I cried to my Nana one day that I needed a community but didn’t know where to find one. Without skipping a beat she told me that I needed “to build one”. This was coming from a woman who was instrumental in building the motherless babies home in Lagos, Nigeria. I went home that day and started a Facebook group. I called it Mamas for Mamas.
As more mamas joined the group, I started seeing beyond my own needs of building a community for emotional and financial poverty relief and saw a ferocious hunger for community in these mamas interactions. It was then that I started to realize it wasn’t just me who needed a place to belong and knew what Adler meant when he said that a sense of belonging is the strongest predictor of mental health. We all thrive when we belong.
2. What elements of the organization, or specific accomplishments are you most proud of?
My proudest accomplishment is building a culture that engages in true system change, as a community but also as an agency. That system is kindness where it truly replaces money as currency between mothers in Kelowna and now also in 62 other communities.
When I first started Mamas in 2014, competition and re-selling of items was the norm. Since then, our entire community has shifted to donating and compassion – a different way of being with one another.

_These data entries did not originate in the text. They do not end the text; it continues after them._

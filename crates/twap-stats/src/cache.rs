//! The two persisted caches: account spans and display names.
//!
//! Both are flat JSON objects keyed by the decimal account id, written with a
//! four-space indent so files stay diffable against older ones.

use crate::span::Span;
use serde::de::DeserializeOwned;
use serde::{Deserialize, Serialize};
use std::borrow::Cow;
use std::collections::BTreeMap;
use std::io::ErrorKind;
use std::path::Path;
use tracing::debug;
use twap_common::{AccountId, Result, TwapError};

/// Account id -> recency span. Populated once from the follow list, then
/// filled in by collection passes; entries are never removed.
#[derive(Debug, Clone, Default, PartialEq, Serialize, Deserialize)]
#[serde(transparent)]
pub struct SpanCache {
    entries: BTreeMap<AccountId, Span>,
}

impl SpanCache {
    pub fn new() -> Self {
        Self::default()
    }

    /// Every followed account, marked unresolved.
    pub fn from_follow_list<I: IntoIterator<Item = AccountId>>(ids: I) -> Self {
        Self {
            entries: ids.into_iter().map(|id| (id, Span::Unresolved)).collect(),
        }
    }

    /// Read the cache; a missing or malformed file is an error.
    pub fn load(path: &Path) -> Result<Self> {
        let text = read_cache_file(path)?;
        parse_cache(path, &quote_non_finite_literals(&text))
    }

    pub fn save(&self, path: &Path) -> Result<()> {
        write_cache_file(path, self)
    }

    pub fn get(&self, id: AccountId) -> Option<Span> {
        self.entries.get(&id).copied()
    }

    pub fn insert(&mut self, id: AccountId, span: Span) {
        self.entries.insert(id, span);
    }

    pub fn len(&self) -> usize {
        self.entries.len()
    }

    pub fn is_empty(&self) -> bool {
        self.entries.is_empty()
    }

    /// Accounts still waiting for collection, in id order.
    pub fn unresolved_ids(&self) -> Vec<AccountId> {
        self.entries
            .iter()
            .filter(|(_, span)| span.is_unresolved())
            .map(|(id, _)| *id)
            .collect()
    }

    pub fn unresolved_count(&self) -> usize {
        self.entries.values().filter(|span| span.is_unresolved()).count()
    }

    pub fn iter(&self) -> impl Iterator<Item = (AccountId, Span)> + '_ {
        self.entries.iter().map(|(id, span)| (*id, *span))
    }
}

/// Account id -> screen name. Entries are added on first resolution and
/// never invalidated.
#[derive(Debug, Clone, Default, PartialEq, Eq, Serialize, Deserialize)]
#[serde(transparent)]
pub struct NameCache {
    entries: BTreeMap<AccountId, String>,
}

impl NameCache {
    pub fn new() -> Self {
        Self::default()
    }

    /// Read the cache; a missing file yields an empty cache.
    pub fn load_or_default(path: &Path) -> Result<Self> {
        match std::fs::read_to_string(path) {
            Ok(text) => parse_cache(path, &text),
            Err(e) if e.kind() == ErrorKind::NotFound => {
                debug!("No name cache at {}, starting empty", path.display());
                Ok(Self::default())
            }
            Err(e) => Err(TwapError::cache_with_source("Failed to read cache file", path, e)),
        }
    }

    pub fn save(&self, path: &Path) -> Result<()> {
        write_cache_file(path, self)
    }

    pub fn get(&self, id: AccountId) -> Option<&str> {
        self.entries.get(&id).map(String::as_str)
    }

    pub fn contains(&self, id: AccountId) -> bool {
        self.entries.contains_key(&id)
    }

    pub fn insert(&mut self, id: AccountId, name: impl Into<String>) {
        self.entries.insert(id, name.into());
    }

    pub fn len(&self) -> usize {
        self.entries.len()
    }

    pub fn is_empty(&self) -> bool {
        self.entries.is_empty()
    }
}

fn read_cache_file(path: &Path) -> Result<String> {
    std::fs::read_to_string(path)
        .map_err(|e| TwapError::cache_with_source("Failed to read cache file", path, e))
}

fn parse_cache<T: DeserializeOwned>(path: &Path, text: &str) -> Result<T> {
    serde_json::from_str(text).map_err(|e| TwapError::cache_with_source("Malformed cache file", path, e))
}

fn write_cache_file<T: Serialize>(path: &Path, value: &T) -> Result<()> {
    let mut buffer = Vec::new();
    let formatter = serde_json::ser::PrettyFormatter::with_indent(b"    ");
    let mut serializer = serde_json::Serializer::with_formatter(&mut buffer, formatter);
    value
        .serialize(&mut serializer)
        .map_err(|e| TwapError::cache_with_source("Failed to encode cache", path, e))?;

    std::fs::write(path, &buffer)
        .map_err(|e| TwapError::cache_with_source("Failed to write cache file", path, e))?;
    debug!("Saved {} bytes to {}", buffer.len(), path.display());
    Ok(())
}

/// Quote the bare `Infinity`, `-Infinity` and `NaN` tokens that older tooling
/// wrote, so the text becomes valid JSON. String contents are left untouched.
pub fn quote_non_finite_literals(text: &str) -> Cow<'_, str> {
    const LITERALS: [&str; 3] = ["-Infinity", "Infinity", "NaN"];

    if !LITERALS.iter().any(|literal| text.contains(literal)) {
        return Cow::Borrowed(text);
    }

    let mut out = String::with_capacity(text.len() + 8);
    let mut in_string = false;
    let mut escaped = false;
    let mut rest = text;

    while let Some(c) = rest.chars().next() {
        if in_string {
            if escaped {
                escaped = false;
            } else if c == '\\' {
                escaped = true;
            } else if c == '"' {
                in_string = false;
            }
        } else if c == '"' {
            in_string = true;
        } else if let Some(literal) = LITERALS.iter().find(|literal| rest.starts_with(**literal)) {
            out.push('"');
            out.push_str(literal);
            out.push('"');
            rest = &rest[literal.len()..];
            continue;
        }

        out.push(c);
        rest = &rest[c.len_utf8()..];
    }

    Cow::Owned(out)
}

#[cfg(test)]
mod tests {
    use super::*;
    use twap_common::test_utils::{cache_fixtures, create_temp_dir, read_json, write_fixture};

    #[test]
    fn test_quote_non_finite_literals() {
        assert_eq!(quote_non_finite_literals(r#"{"1": 5}"#), r#"{"1": 5}"#);
        assert_eq!(
            quote_non_finite_literals(r#"{"1": Infinity, "2": -Infinity, "3": NaN}"#),
            r#"{"1": "Infinity", "2": "-Infinity", "3": "NaN"}"#
        );
        // already-quoted values and string contents stay as they are
        assert_eq!(
            quote_non_finite_literals(r#"{"1": "Infinity", "2": "NaN \"Infinity\""}"#),
            r#"{"1": "Infinity", "2": "NaN \"Infinity\""}"#
        );
    }

    #[test]
    fn test_load_mixed_span_cache() {
        let dir = create_temp_dir();
        let path = write_fixture(dir.path(), "data.json", cache_fixtures::mixed_span_cache_json());

        let cache = SpanCache::load(&path).unwrap();
        assert_eq!(cache.len(), 3);
        assert_eq!(cache.get(AccountId(1)), Some(Span::Seconds(1800.0)));
        assert_eq!(cache.get(AccountId(2)), Some(Span::Unresolved));
        assert_eq!(cache.get(AccountId(3)), Some(Span::Silent));
        assert_eq!(cache.unresolved_ids(), vec![AccountId(2)]);
    }

    #[test]
    fn test_load_legacy_span_cache() {
        let dir = create_temp_dir();
        let path = write_fixture(dir.path(), "data.json", cache_fixtures::legacy_span_cache_json());

        let cache = SpanCache::load(&path).unwrap();
        assert_eq!(cache.get(AccountId(3)), Some(Span::Silent));
        assert_eq!(cache.unresolved_count(), 1);
    }

    #[test]
    fn test_span_cache_missing_or_malformed_is_error() {
        let dir = create_temp_dir();
        let missing = dir.path().join("data.json");
        assert!(matches!(SpanCache::load(&missing), Err(TwapError::Cache { .. })));

        let empty = write_fixture(dir.path(), "empty.json", "{}");
        assert!(SpanCache::load(&empty).unwrap().is_empty());

        let broken = write_fixture(dir.path(), "broken.json", "{\"1\": ");
        assert!(matches!(SpanCache::load(&broken), Err(TwapError::Cache { .. })));

        let bad_key = write_fixture(dir.path(), "bad_key.json", r#"{"alice": 10}"#);
        assert!(SpanCache::load(&bad_key).is_err());
    }

    #[test]
    fn test_span_cache_save_format() {
        let dir = create_temp_dir();
        let path = dir.path().join("data.json");

        let mut cache = SpanCache::from_follow_list([AccountId(30), AccountId(10), AccountId(20)]);
        cache.insert(AccountId(20), Span::Seconds(90.0));
        cache.insert(AccountId(30), Span::Silent);
        cache.save(&path).unwrap();

        let text = std::fs::read_to_string(&path).unwrap();
        assert!(text.contains("\n    \"10\": -1"));

        let value = read_json(&path);
        assert_eq!(value["10"], serde_json::json!(-1));
        assert_eq!(value["20"], serde_json::json!(90.0));
        assert_eq!(value["30"], serde_json::json!("Infinity"));

        assert_eq!(SpanCache::load(&path).unwrap(), cache);
    }

    #[test]
    fn test_name_cache_missing_is_empty() {
        let dir = create_temp_dir();
        let cache = NameCache::load_or_default(&dir.path().join("users.json")).unwrap();
        assert!(cache.is_empty());
    }

    #[test]
    fn test_name_cache_round_trip() {
        let dir = create_temp_dir();
        let path = dir.path().join("users.json");

        let mut cache = NameCache::new();
        cache.insert(AccountId(7), "_seven_");
        cache.save(&path).unwrap();

        let loaded = NameCache::load_or_default(&path).unwrap();
        assert_eq!(loaded.get(AccountId(7)), Some("_seven_"));
        assert!(loaded.contains(AccountId(7)));
        assert!(!loaded.contains(AccountId(8)));
    }

    #[test]
    fn test_name_cache_malformed_is_error() {
        let dir = create_temp_dir();
        let path = write_fixture(dir.path(), "users.json", "[\"not\", \"a\", \"map\"]");
        assert!(NameCache::load_or_default(&path).is_err());
    }
}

We see just under a million items donated or traded on our sharing economy groups every 90 days, saving the landfill and paying it forward at the same time.

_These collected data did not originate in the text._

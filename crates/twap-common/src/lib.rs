//! # twap common
//!
//! Shared error type, logging setup, identifiers and helpers used by every
//! crate in the twap workspace.

#![warn(clippy::all)]
#![allow(clippy::module_name_repetitions)]

pub mod error;
pub mod logging;
pub mod types;
pub mod utils;

#[cfg(any(test, feature = "testing"))]
pub mod test_utils;

pub use error::{Result, TwapError};
pub use logging::{init_logging, LoggingConfig};
pub use types::*;
pub use utils::*;
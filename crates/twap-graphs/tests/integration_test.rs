//! Integration tests for twap-graphs crate.

use twap_common::ChartFormat;
use twap_graphs::{ChartEntry, ChartRenderer, ColorScheme, RateBarChart, SharePieChart, StyleConfig};

#[test]
fn test_both_charts_render_to_output_dir() {
    let dir = tempfile::tempdir().unwrap();
    let format = ChartFormat::Pdf;

    let ranked: Vec<ChartEntry> = (0..40)
        .map(|i| ChartEntry::new(format!("account_{i}"), f64::from(i) * 0.5))
        .collect();
    let bar_path = dir.path().join(format!("twap_bar.{}", format.extension()));
    RateBarChart::new(ranked, 1000, 20)
        .render_to_file(&bar_path, format)
        .unwrap();

    let slices = vec![ChartEntry::new("top", 5.0), ChartEntry::new("other", 1.0)];
    let pie_path = dir.path().join(format!("twap_pie.{}", format.extension()));
    SharePieChart::new(slices, 600)
        .render_to_file(&pie_path, format)
        .unwrap();

    for path in [bar_path, pie_path] {
        let bytes = std::fs::read(&path).unwrap();
        assert!(bytes.starts_with(b"%PDF-"), "{} is not a PDF", path.display());
    }
}

#[test]
fn test_custom_colors_are_parsed() {
    let style = StyleConfig {
        color_scheme: ColorScheme::Custom(vec!["#ff0000".to_string(), "bogus".to_string()]),
        ..StyleConfig::default()
    };
    let chart = RateBarChart::new(vec![ChartEntry::new("a", 1.0)], 500, 20).with_style(style);

    let colors = chart.get_colors();
    assert_eq!(colors.len(), 2);
    assert_eq!((colors[0].0, colors[0].1, colors[0].2), (255, 0, 0));
    // unparsable colors fall back to black
    assert_eq!((colors[1].0, colors[1].1, colors[1].2), (0, 0, 0));
}

#[test]
fn test_empty_custom_scheme_still_has_a_color() {
    let style = StyleConfig {
        color_scheme: ColorScheme::Custom(Vec::new()),
        ..StyleConfig::default()
    };
    let chart = SharePieChart::new(vec![ChartEntry::new("a", 1.0)], 300).with_style(style);
    assert_eq!(chart.get_colors().len(), 1);
}
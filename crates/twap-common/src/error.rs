//! Error types and utilities for twap

use std::path::{Path, PathBuf};
use thiserror::Error;

/// Result type alias for twap operations
pub type Result<T> = std::result::Result<T, TwapError>;

/// Main error type for twap operations
#[derive(Error, Debug)]
pub enum TwapError {
    /// Configuration and credential errors
    #[error("Configuration error: {message}")]
    Config {
        message: String,
        #[source]
        source: Option<Box<dyn std::error::Error + Send + Sync>>,
    },

    /// I/O related errors
    #[error("I/O error: {0}")]
    Io(#[from] std::io::Error),

    /// Transport level failures (timeouts, refused connections, TLS)
    #[error("Network error: {message}")]
    Network {
        message: String,
        #[source]
        source: Option<Box<dyn std::error::Error + Send + Sync>>,
    },

    /// The API answered with an error status
    #[error("API error: {message}")]
    Api {
        message: String,
        status_code: Option<u16>,
    },

    /// The API signalled that the caller exceeded its rate limit
    #[error("Rate limit exceeded: {message}")]
    RateLimited { message: String },

    /// The requested account does not exist or is suspended
    #[error("Not found: {message}")]
    NotFound { message: String },

    /// A cache file could not be read or written
    #[error("Cache error at {}: {message}", path.display())]
    Cache {
        message: String,
        path: PathBuf,
        #[source]
        source: Option<Box<dyn std::error::Error + Send + Sync>>,
    },

    /// Serialization/deserialization errors
    #[error("Serialization error: {0}")]
    Serialization(#[from] serde_json::Error),

    /// Chart rendering errors
    #[error("Graph error: {message}")]
    Graph {
        message: String,
        #[source]
        source: Option<Box<dyn std::error::Error + Send + Sync>>,
    },

    /// Validation errors for configuration values
    #[error("Validation error: {message}")]
    Validation {
        message: String,
        field: Option<String>,
    },

    /// Generic error with custom message
    #[error("{message}")]
    Generic {
        message: String,
        #[source]
        source: Option<Box<dyn std::error::Error + Send + Sync>>,
    },
}

impl TwapError {
    /// Create a new generic error with a custom message
    pub fn new(msg: impl Into<String>) -> Self {
        Self::Generic {
            message: msg.into(),
            source: None,
        }
    }

    /// Create a new generic error with a custom message and source
    pub fn with_source(
        msg: impl Into<String>,
        source: impl std::error::Error + Send + Sync + 'static,
    ) -> Self {
        Self::Generic {
            message: msg.into(),
            source: Some(Box::new(source)),
        }
    }

    /// Create a new configuration error
    pub fn config(msg: impl Into<String>) -> Self {
        Self::Config {
            message: msg.into(),
            source: None,
        }
    }

    /// Create a new configuration error with source
    pub fn config_with_source(
        msg: impl Into<String>,
        source: impl std::error::Error + Send + Sync + 'static,
    ) -> Self {
        Self::Config {
            message: msg.into(),
            source: Some(Box::new(source)),
        }
    }

    /// Create a new network error
    pub fn network(msg: impl Into<String>) -> Self {
        Self::Network {
            message: msg.into(),
            source: None,
        }
    }

    /// Create a new network error with source
    pub fn network_with_source(
        msg: impl Into<String>,
        source: impl std::error::Error + Send + Sync + 'static,
    ) -> Self {
        Self::Network {
            message: msg.into(),
            source: Some(Box::new(source)),
        }
    }

    /// Create a new API error with status code
    pub fn api_with_status(msg: impl Into<String>, status: u16) -> Self {
        Self::Api {
            message: msg.into(),
            status_code: Some(status),
        }
    }

    /// Create a new rate limit error
    pub fn rate_limited(msg: impl Into<String>) -> Self {
        Self::RateLimited {
            message: msg.into(),
        }
    }

    /// Create a new not-found error
    pub fn not_found(msg: impl Into<String>) -> Self {
        Self::NotFound {
            message: msg.into(),
        }
    }

    /// Create a new cache error for the given file
    pub fn cache(msg: impl Into<String>, path: impl AsRef<Path>) -> Self {
        Self::Cache {
            message: msg.into(),
            path: path.as_ref().to_path_buf(),
            source: None,
        }
    }

    /// Create a new cache error for the given file with source
    pub fn cache_with_source(
        msg: impl Into<String>,
        path: impl AsRef<Path>,
        source: impl std::error::Error + Send + Sync + 'static,
    ) -> Self {
        Self::Cache {
            message: msg.into(),
            path: path.as_ref().to_path_buf(),
            source: Some(Box::new(source)),
        }
    }

    /// Create a new graph error
    pub fn graph(msg: impl Into<String>) -> Self {
        Self::Graph {
            message: msg.into(),
            source: None,
        }
    }

    /// Create a new graph error with source
    pub fn graph_with_source(
        msg: impl Into<String>,
        source: impl std::error::Error + Send + Sync + 'static,
    ) -> Self {
        Self::Graph {
            message: msg.into(),
            source: Some(Box::new(source)),
        }
    }

    /// Create a new validation error
    pub fn validation(msg: impl Into<String>) -> Self {
        Self::Validation {
            message: msg.into(),
            field: None,
        }
    }

    /// Create a new validation error with field name
    pub fn validation_field(msg: impl Into<String>, field: impl Into<String>) -> Self {
        Self::Validation {
            message: msg.into(),
            field: Some(field.into()),
        }
    }

    /// Whether this error is the API's rate limit signal
    pub fn is_rate_limited(&self) -> bool {
        matches!(self, Self::RateLimited { .. })
    }

    /// Whether this error means the account does not exist (anymore)
    pub fn is_not_found(&self) -> bool {
        matches!(self, Self::NotFound { .. })
    }
}

// Error conversion implementations for external types

/// Convert from reqwest::Error to TwapError
impl From<reqwest::Error> for TwapError {
    fn from(err: reqwest::Error) -> Self {
        if err.is_timeout() {
            Self::network_with_source("Request timeout", err)
        } else if err.is_connect() {
            Self::network_with_source("Connection failed", err)
        } else if let Some(status) = err.status() {
            if status.as_u16() == 429 {
                Self::rate_limited(format!("HTTP {}", status))
            } else {
                Self::api_with_status(format!("HTTP error: {}", status), status.as_u16())
            }
        } else {
            Self::network_with_source("Network request failed", err)
        }
    }
}

/// Convert from serde_yaml::Error to TwapError
impl From<serde_yaml::Error> for TwapError {
    fn from(err: serde_yaml::Error) -> Self {
        Self::config_with_source("YAML parsing error", err)
    }
}

/// Convert from toml::de::Error to TwapError
impl From<toml::de::Error> for TwapError {
    fn from(err: toml::de::Error) -> Self {
        Self::config_with_source("TOML parsing error", err)
    }
}

#[cfg(feature = "plotters")]
/// Convert from plotters drawing errors to TwapError
impl<T> From<plotters::drawing::DrawingAreaErrorKind<T>> for TwapError
where
    T: std::error::Error + Send + Sync + 'static,
{
    fn from(err: plotters::drawing::DrawingAreaErrorKind<T>) -> Self {
        Self::graph_with_source("Graph rendering failed", err)
    }
}

#[cfg(test)]
mod tests {
    use super::*;
    use std::{error::Error, io};

    #[test]
    fn test_error_creation() {
        let error = TwapError::new("test message");
        assert!(error.to_string().contains("test message"));

        let config_error = TwapError::config("config issue");
        assert_eq!(config_error.to_string(), "Configuration error: config issue");

        let api_error = TwapError::api_with_status("Server error", 500);
        assert_eq!(api_error.to_string(), "API error: Server error");

        let validation_error = TwapError::validation_field("must be positive", "tweet_count");
        assert!(validation_error.to_string().contains("must be positive"));
    }

    #[test]
    fn test_rate_limit_discrimination() {
        assert!(TwapError::rate_limited("HTTP 429").is_rate_limited());
        assert!(!TwapError::api_with_status("HTTP 500", 500).is_rate_limited());
        assert!(!TwapError::network("timeout").is_rate_limited());
        assert!(TwapError::not_found("user 12").is_not_found());
        assert!(!TwapError::not_found("user 12").is_rate_limited());
    }

    #[test]
    fn test_cache_error_mentions_path() {
        let err = TwapError::cache_with_source(
            "unreadable span cache",
            "/tmp/data.json",
            io::Error::new(io::ErrorKind::NotFound, "missing"),
        );
        let rendered = err.to_string();
        assert!(rendered.contains("/tmp/data.json"));
        assert!(rendered.contains("unreadable span cache"));
        assert!(err.source().is_some());
    }

    #[test]
    fn test_io_error_conversion() {
        let io_error = io::Error::new(io::ErrorKind::NotFound, "File not found");
        let twap_error: TwapError = io_error.into();

        assert!(twap_error.to_string().contains("I/O error"));
        assert!(twap_error.source().is_some());
    }

    #[test]
    fn test_serde_error_conversion() {
        let serde_error = serde_json::from_str::<serde_json::Value>(r#"{"invalid": json}"#).unwrap_err();
        let twap_error: TwapError = serde_error.into();

        assert!(twap_error.to_string().contains("Serialization error"));
    }

    #[test]
    fn test_yaml_error_conversion() {
        let yaml_error = serde_yaml::from_str::<Vec<u32>>("{not: [a list").unwrap_err();
        let twap_error: TwapError = yaml_error.into();

        assert!(matches!(twap_error, TwapError::Config { .. }));
        assert!(twap_error.source().is_some());
    }

    #[test]
    fn test_error_chain_preservation() {
        let root_error = io::Error::new(io::ErrorKind::NotFound, "Root cause");
        let middle_error = TwapError::config_with_source("Middle layer", root_error);
        let top_error = TwapError::with_source("Top layer", middle_error);

        let mut current_error: &dyn std::error::Error = &top_error;
        let mut depth = 0;
        while let Some(source) = current_error.source() {
            current_error = source;
            depth += 1;
        }

        assert_eq!(depth, 2);
        assert_eq!(current_error.to_string(), "Root cause");
    }
}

– Shannon Christensen, Founder of Mamas for Mamas
It wasn’t a moment in time or an award received that made me feel the most proud, it was the slow and steady process of watching the collective consciousness of kindness infiltrate our mama community.

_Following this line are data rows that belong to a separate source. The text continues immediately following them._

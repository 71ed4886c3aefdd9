//! Analysis pass: rates from the span cache, labels from the name cache.

use crate::cache::{NameCache, SpanCache};
use crate::progress::progress_bar;
use std::cmp::Ordering;
use std::path::{Path, PathBuf};
use tracing::{debug, info, instrument, warn};
use twap_api::SocialApi;
use twap_common::{AccountId, Result};

/// Whether names are still being looked up.
///
/// Starts as `Resolving`; the first rate-limit response switches it to
/// `RateLimited` for the rest of the run.
#[derive(Debug, Clone, Copy, PartialEq, Eq, Default)]
pub enum ResolutionState {
    #[default]
    Resolving,
    RateLimited,
}

/// An account with its display label and rate.
#[derive(Debug, Clone, PartialEq)]
pub struct RankedAccount {
    pub id: AccountId,
    pub label: String,
    pub rate: f64,
}

/// Turns account ids into labels, through the name cache first.
pub struct NameResolver<'a, A: ?Sized> {
    api: &'a A,
    cache: NameCache,
    cache_path: PathBuf,
    state: ResolutionState,
    lookups: usize,
}

impl<'a, A: SocialApi + ?Sized> NameResolver<'a, A> {
    pub fn new(api: &'a A, cache: NameCache, cache_path: impl Into<PathBuf>) -> Self {
        Self {
            api,
            cache,
            cache_path: cache_path.into(),
            state: ResolutionState::default(),
            lookups: 0,
        }
    }

    pub fn state(&self) -> ResolutionState {
        self.state
    }

    pub fn cache(&self) -> &NameCache {
        &self.cache
    }

    /// API lookups issued so far.
    pub fn lookups(&self) -> usize {
        self.lookups
    }

    /// Label for `id`: the cached name, a freshly resolved name (persisted
    /// immediately), or the raw id once rate limited or for unknown accounts.
    pub async fn label(&mut self, id: AccountId) -> Result<String> {
        if let Some(name) = self.cache.get(id) {
            return Ok(name.to_string());
        }
        if self.state == ResolutionState::RateLimited {
            return Ok(id.to_string());
        }

        self.lookups += 1;
        match self.api.screen_name(id).await {
            Ok(name) => {
                self.cache.insert(id, name.clone());
                self.cache.save(&self.cache_path)?;
                Ok(name)
            }
            Err(e) if e.is_rate_limited() => {
                warn!("Rate limited while resolving names, labelling the rest by id: {}", e);
                self.state = ResolutionState::RateLimited;
                Ok(id.to_string())
            }
            Err(e) if e.is_not_found() => {
                debug!(account = %id, "Account not found, labelling by id");
                Ok(id.to_string())
            }
            Err(e) => Err(e),
        }
    }
}

/// Resolved accounts with their rates, in id order. Unresolved accounts are skipped.
pub fn account_rates(cache: &SpanCache, tweet_count: u32) -> Vec<(AccountId, f64)> {
    cache
        .iter()
        .filter_map(|(id, span)| span.rate(tweet_count).map(|rate| (id, rate)))
        .collect()
}

/// Ascending by rate, ties by label.
pub fn sort_by_rate(accounts: &mut [RankedAccount]) {
    accounts.sort_by(|a, b| {
        a.rate
            .partial_cmp(&b.rate)
            .unwrap_or(Ordering::Equal)
            .then_with(|| a.label.cmp(&b.label))
    });
}

/// Settings of an analysis pass.
#[derive(Debug, Clone, PartialEq, Eq)]
pub struct AnalyzeOptions {
    /// Posts fetched per account during collection; the rate numerator.
    pub tweet_count: u32,
    pub progress_bar: bool,
}

impl Default for AnalyzeOptions {
    fn default() -> Self {
        Self {
            tweet_count: 50,
            progress_bar: false,
        }
    }
}

/// Result of an analysis pass.
#[derive(Debug, Clone, PartialEq)]
pub struct Analysis {
    /// Every resolved account, ascending by rate.
    pub ranked: Vec<RankedAccount>,
    /// Accounts left out because they were never collected.
    pub skipped_unresolved: usize,
    pub resolution: ResolutionState,
}

impl Analysis {
    /// Sum of all rates.
    pub fn total_rate(&self) -> f64 {
        self.ranked.iter().map(|a| a.rate).sum()
    }
}

pub struct Analyzer<'a, A: ?Sized> {
    api: &'a A,
    options: AnalyzeOptions,
}

impl<'a, A: SocialApi + ?Sized> Analyzer<'a, A> {
    pub fn new(api: &'a A, options: AnalyzeOptions) -> Self {
        Self { api, options }
    }

    /// Rank every resolved account in the span cache, resolving labels on the way.
    #[instrument(skip(self), fields(spans = %span_cache_path.display()))]
    pub async fn run(&self, span_cache_path: &Path, name_cache_path: &Path) -> Result<Analysis> {
        let spans = SpanCache::load(span_cache_path)?;
        let names = NameCache::load_or_default(name_cache_path)?;

        let rates = account_rates(&spans, self.options.tweet_count);
        let skipped_unresolved = spans.len() - rates.len();
        if skipped_unresolved > 0 {
            info!("Skipping {} accounts that have not been collected yet", skipped_unresolved);
        }

        let mut resolver = NameResolver::new(self.api, names, name_cache_path);
        let bar = progress_bar(rates.len(), self.options.progress_bar, "resolving");

        let mut ranked = Vec::with_capacity(rates.len());
        for (id, rate) in rates {
            let label = resolver.label(id).await?;
            ranked.push(RankedAccount { id, label, rate });
            bar.inc(1);
        }
        bar.finish_and_clear();

        sort_by_rate(&mut ranked);
        info!(
            accounts = ranked.len(),
            lookups = resolver.lookups(),
            "Ranked accounts"
        );

        Ok(Analysis {
            ranked,
            skipped_unresolved,
            resolution: resolver.state(),
        })
    }
}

As an agency, this looks like collaborating with each other rather than competing with other agencies, doubling the amount of support each organization can offer.
3. Why did you originally decide to introduce the wellness section in the Karma Market?
The wellness section of the Karma Market evolved much like the rest of the agency, to fill a gap for the Mamas and Papas we have the privilege to serve. We believe firmly that happy healthy mamas create a happy, healthy environment for their children and family systems.
When we go beyond just the very basic necessities, we remind our Mamas and Papas that they’re worth it… that they’re special and that someone is thinking about them. Wellness is so much more than a product or an experience, it’s a mindset we adopt that takes us out of a chronic place of scarcity.
So many of our clients have been living with the bare minimum for so long, being able to engage in wellness in some form incorporates love and dignity into the poverty relief process.
4. Tell us about your food programs! Why is healthy food so important for the individuals that you work with?
Healthy nutrition and access to the nutrients your body needs is one of the main pillars of prevention in our poverty relief programs. Food can truly act as medicine when you’re eating the right things, and as a toxin when you’re not. Unfortunately food insecure families often don’t have access to fresh, healthy food and end up with a variety of preventable physical and mental health issues as a result of poor nutrition and an excess of over-processed foods.
When we learned of the immense gap in fresh food security in our community in particular, we worked diligently to create a sustainable nourishment program that not only provides fresh, non-sprayed fruits and veggies to families but we were determined to grow it all ourselves.
We provide ~50,000lbs of fresh food and 20,000 farm fresh eggs to families annually. This circular economy initiative was made possible when we struck a deal with our farm owner- we would take care of 100 chickens and trade half of our eggs for free land use. We’re able to sustainably do so for pennies on the dollar to buy in the stores.